Provided material =
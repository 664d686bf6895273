use std::sync::Arc;

use regex::Regex;

use crate::Expr;

pub trait EquivalencePolicy: Send + Sync {
    fn is_equivalent_expr(&self, left: &Expr, right: &Expr) -> bool {
        left == right
    }

    fn is_equivalent_custom_type(&self, left: &str, right: &str) -> bool {
        left == right
    }
}

#[derive(Debug, Clone, Copy, Default)]
pub struct DefaultEquivalencePolicy;

impl EquivalencePolicy for DefaultEquivalencePolicy {}

pub static DEFAULT_EQUIVALENCE_POLICY: DefaultEquivalencePolicy = DefaultEquivalencePolicy;

/// Table-scoped allow/deny list (spec §6.3 `target_tables`/`skip_tables`).
///
/// An empty `target` means "every table is a candidate"; `skip` always wins
/// over `target` for a table matched by both.
#[derive(Clone, Default)]
pub struct TableFilter {
    target: Vec<Regex>,
    skip: Vec<Regex>,
}

impl TableFilter {
    pub fn new(target: Vec<Regex>, skip: Vec<Regex>) -> Self {
        Self { target, skip }
    }

    pub fn is_table_included(&self, name: &str) -> bool {
        if self.skip.iter().any(|pattern| pattern.is_match(name)) {
            return false;
        }
        self.target.is_empty() || self.target.iter().any(|pattern| pattern.is_match(name))
    }
}

#[derive(Clone)]
pub struct DiffConfig {
    pub enable_drop: bool,
    pub schema_search_path: Vec<String>,
    pub equivalence_policy: Arc<dyn EquivalencePolicy>,
    pub table_filter: TableFilter,
    pub managed_roles: Vec<String>,
    pub create_index_concurrently: bool,
}

impl DiffConfig {
    pub fn new(
        enable_drop: bool,
        schema_search_path: Vec<String>,
        equivalence_policy: Arc<dyn EquivalencePolicy>,
    ) -> Self {
        Self {
            enable_drop,
            schema_search_path,
            equivalence_policy,
            table_filter: TableFilter::default(),
            managed_roles: Vec::new(),
            create_index_concurrently: false,
        }
    }

    pub fn with_table_filter(mut self, table_filter: TableFilter) -> Self {
        self.table_filter = table_filter;
        self
    }

    pub fn with_managed_roles(mut self, managed_roles: Vec<String>) -> Self {
        self.managed_roles = managed_roles;
        self
    }

    pub fn with_create_index_concurrently(mut self, create_index_concurrently: bool) -> Self {
        self.create_index_concurrently = create_index_concurrently;
        self
    }

    /// Whether `grantee` is subject to grant/revoke diffing (spec §4.3.2).
    /// An empty managed-roles set means every grantee is managed.
    pub fn manages_role(&self, grantee: &str) -> bool {
        self.managed_roles.is_empty() || self.managed_roles.iter().any(|role| role == grantee)
    }
}

impl Default for DiffConfig {
    fn default() -> Self {
        Self {
            enable_drop: false,
            schema_search_path: Vec::new(),
            equivalence_policy: Arc::new(DefaultEquivalencePolicy),
            table_filter: TableFilter::default(),
            managed_roles: Vec::new(),
            create_index_concurrently: false,
        }
    }
}

#[derive(Debug, Clone, PartialEq, Eq)]
pub enum EquivalencePolicyContractError {
    ExprNotSymmetric { case_index: usize },
    ExprNotStable { case_index: usize },
    CustomTypeNotSymmetric { case_index: usize },
    CustomTypeNotStable { case_index: usize },
}

pub fn verify_equivalence_policy_contract(
    policy: &dyn EquivalencePolicy,
    expr_cases: &[(&Expr, &Expr)],
    custom_type_cases: &[(&str, &str)],
) -> std::result::Result<(), EquivalencePolicyContractError> {
    for (case_index, (left, right)) in expr_cases.iter().enumerate() {
        let forward_first = policy.is_equivalent_expr(left, right);
        let forward_second = policy.is_equivalent_expr(left, right);
        if forward_first != forward_second {
            return Err(EquivalencePolicyContractError::ExprNotStable { case_index });
        }

        let backward_first = policy.is_equivalent_expr(right, left);
        let backward_second = policy.is_equivalent_expr(right, left);
        if backward_first != backward_second {
            return Err(EquivalencePolicyContractError::ExprNotStable { case_index });
        }

        if forward_first != backward_first {
            return Err(EquivalencePolicyContractError::ExprNotSymmetric { case_index });
        }
    }

    for (case_index, (left, right)) in custom_type_cases.iter().enumerate() {
        let forward_first = policy.is_equivalent_custom_type(left, right);
        let forward_second = policy.is_equivalent_custom_type(left, right);
        if forward_first != forward_second {
            return Err(EquivalencePolicyContractError::CustomTypeNotStable { case_index });
        }

        let backward_first = policy.is_equivalent_custom_type(right, left);
        let backward_second = policy.is_equivalent_custom_type(right, left);
        if backward_first != backward_second {
            return Err(EquivalencePolicyContractError::CustomTypeNotStable { case_index });
        }

        if forward_first != backward_first {
            return Err(EquivalencePolicyContractError::CustomTypeNotSymmetric { case_index });
        }
    }

    Ok(())
}

pub fn exprs_equivalent(policy: &dyn EquivalencePolicy, left: &Expr, right: &Expr) -> bool {
    strict_or_policy(left, right, |a, b| policy.is_equivalent_expr(a, b))
}

pub fn custom_types_equivalent(policy: &dyn EquivalencePolicy, left: &str, right: &str) -> bool {
    strict_or_policy(left, right, |a, b| policy.is_equivalent_custom_type(a, b))
}

fn strict_or_policy<T, F>(left: &T, right: &T, policy_check: F) -> bool
where
    T: PartialEq + ?Sized,
    F: FnOnce(&T, &T) -> bool,
{
    left == right || policy_check(left, right)
}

Task objective = Find the lines above that contain the word "derive" and copy each one.

Task result =
#[derive(Debug, Clone, Copy, Default)]
#[derive(Clone, Default)]
#[derive(Clone)]
#[derive(Debug, Clone, PartialEq, Eq)]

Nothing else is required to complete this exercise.